Preservation of Platelet Function By Cold Storage for Perfusion
Platelets (thrombocytes) are enucleated blood cells formed by the fragmentation of megakaryocytes, mediating important physiological functions such as hemostatic response making them vital for survival. Platelets are very small cells, 2-3μm in diameter with a physiological concentration of 150,000-400,000 /μl of blood with a lifespan of 7-10 days. Thrombocytopenia, a medical condition where platelet counts can decline to as low as 10,000 per microliter, are often encountered with hematologic malignancies or blood loss during trauma. Platelet transfusions become imperative in such plights to decrease mortality; especially for cardiovascular surgeries, intensive cancer therapies, surgery or trauma to restore hemostasis. Thus, there is a very high demand of platelets transfusion and on an average 9 million platelet products are being used in the US for various therapeutic and prophylactic transfusions.

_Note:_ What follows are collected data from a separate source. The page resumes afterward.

//! HTTP server for probes and tracking

use std::{sync::Arc, time::Duration};

use axum::{
    Json, Router,
    extract::State,
    http::StatusCode,
    response::{IntoResponse, Response},
    routing::get,
};
use missive_common::Signal;
use missive_delivery::Tracker;
use tokio::net::TcpListener;
use tower_http::timeout::TimeoutLayer;

use crate::{HealthChecker, HttpConfig, HttpError, tracking};

#[derive(Clone)]
pub(crate) struct AppState {
    pub(crate) checker: Arc<HealthChecker>,
    /// Absent when tracking is switched off; opens still get a pixel
    pub(crate) tracker: Option<Arc<Tracker>>,
}

/// All routes, without a listener.
pub fn router(
    checker: Arc<HealthChecker>,
    tracker: Option<Arc<Tracker>>,
    request_timeout: Duration,
) -> Router {
    Router::new()
        .route("/health/live", get(liveness_handler))
        .route("/health/ready", get(readiness_handler))
        .route("/", get(tracking::query_handler))
        .route("/t/open/{id}", get(tracking::open_handler))
        .route("/t/click/{id}", get(tracking::click_handler))
        .with_state(AppState { checker, tracker })
        .layer(TimeoutLayer::new(request_timeout))
}

pub struct HttpServer {
    listener: TcpListener,
    router: Router,
}

impl HttpServer {
    /// Bind the listener.
    ///
    /// # Errors
    ///
    /// Returns an error if binding to the configured address fails.
    pub async fn new(
        config: HttpConfig,
        checker: Arc<HealthChecker>,
        tracker: Option<Arc<Tracker>>,
    ) -> Result<Self, HttpError> {
        let listener = TcpListener::bind(&config.listen_address)
            .await
            .map_err(|e| HttpError::BindError {
                address: config.listen_address.clone(),
                source: e,
            })?;

        tracing::info!(
            address = %config.listen_address,
            tracking = tracker.is_some(),
            "HTTP server bound"
        );

        let router = router(
            checker,
            tracker,
            Duration::from_millis(config.request_timeout_ms),
        );

        Ok(Self { listener, router })
    }

    /// # Errors
    ///
    /// Returns an error if the local address cannot be read.
    pub fn local_addr(&self) -> Result<std::net::SocketAddr, HttpError> {
        self.listener
            .local_addr()
            .map_err(|e| HttpError::ServerError(e.to_string()))
    }

    /// Serve until a shutdown signal arrives.
    ///
    /// # Errors
    ///
    /// Returns an error if the server encounters a runtime error.
    pub async fn serve(
        self,
        mut shutdown: tokio::sync::broadcast::Receiver<Signal>,
    ) -> Result<(), HttpError> {
        tracing::info!("HTTP server starting");

        axum::serve(self.listener, self.router)
            .with_graceful_shutdown(async move {
                let _ = shutdown.recv().await;
                tracing::info!("HTTP server received shutdown signal");
            })
            .await
            .map_err(|e| HttpError::ServerError(e.to_string()))?;

        tracing::info!("HTTP server stopped");
        Ok(())
    }
}

async fn liveness_handler(State(state): State<AppState>) -> Response {
    if state.checker.is_alive() {
        (StatusCode::OK, "OK").into_response()
    } else {
        (StatusCode::SERVICE_UNAVAILABLE, "Service Unavailable").into_response()
    }
}

async fn readiness_handler(State(state): State<AppState>) -> Response {
    let status = state.checker.status();
    if status.ready {
        (StatusCode::OK, "OK").into_response()
    } else {
        tracing::warn!(
            store_ready = status.store_ready,
            processor_ready = status.processor_ready,
            queue_size = status.queue_size,
            max_queue_size = status.max_queue_size,
            "Readiness probe failed"
        );
        (StatusCode::SERVICE_UNAVAILABLE, Json(status)).into_response()
    }
}

#[cfg(test)]
mod tests {
    use super::*;

    fn state(checker: HealthChecker) -> State<AppState> {
        State(AppState {
            checker: Arc::new(checker),
            tracker: None,
        })
    }

    #[tokio::test]
    async fn test_liveness_probe_always_passes() {
        let response = liveness_handler(state(HealthChecker::new(100))).await;
        assert_eq!(response.status(), StatusCode::OK);
    }

    #[tokio::test]
    async fn test_readiness_probe_fails_until_ready() {
        let response = readiness_handler(state(HealthChecker::new(100))).await;
        assert_eq!(response.status(), StatusCode::SERVICE_UNAVAILABLE);

        let checker = HealthChecker::new(100);
        checker.set_store_ready(true);
        checker.set_processor_ready(true);
        checker.set_queue_size(5);
        let response = readiness_handler(state(checker)).await;
        assert_eq!(response.status(), StatusCode::OK);
    }

    #[tokio::test]
    async fn test_readiness_probe_fails_when_queue_too_large() {
        let checker = HealthChecker::new(100);
        checker.set_store_ready(true);
        checker.set_processor_ready(true);
        checker.set_queue_size(200);

        let response = readiness_handler(state(checker)).await;
        assert_eq!(response.status(), StatusCode::SERVICE_UNAVAILABLE);
    }
}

Currently, platelets for transfusion are stored at room temperature (20-24°C, RT) in gas-permeable bags with constant agitation for up to 5 days. This storage method is in practice for the past many decades for maximizing recovery and survival in vivo after transfusion.16 Ironically, this storage is far from ideal and more than a billion dollar is being wasted for medical expense annually because of expired shelf life or microbial contamination. Since platelets have no reliable substitute as of now, it is highly essential to devise more efficient platelet storage methods to save lives during life threatening traumas. It has been demonstrated by randomized clinical trials that platelets stored at 4°C for 72 h, either as whole blood or platelet concentrates, shortened the bleeding time and establish hemostasis in patients better than platelets stored at 22°C.17,18 In light of these and other similar studies, re-examination of platelet refrigeration is currently underway at several centers to determine whether decreased accumulation of deficits and preservation of immediate hemostatic function is associated with better outcome after traumatic hemorrhage compared to longer in vivo circulation times.
In this study, we characterized the consequences of cold storage on platelet adhesion to von Willebrand (VWF)-coated surfaces using a microfluidic assay, and platelet aggregation using a cone-and-plate rheometer at steady and complex patterns of physiological shear rates of 500 - 2,500 s-1. We observed that platelets stored at 4 °C for 2-5 days showed significantly more adhesion and aggregation compared to fresh platelets or platelets stored at RT. We also observed that platelets stored at 4 °C took significantly shorter time to clot upon addition of exogenous thrombin, and formed stronger clots as quantified by the rheological parameters including storage modulus and viscosity measured by small amplitude oscillatory and steady shear assays. Our data suggest that the cold storage yields platelets with superior functionality compared to room temperature storage and can be a potential candidate for long term storage.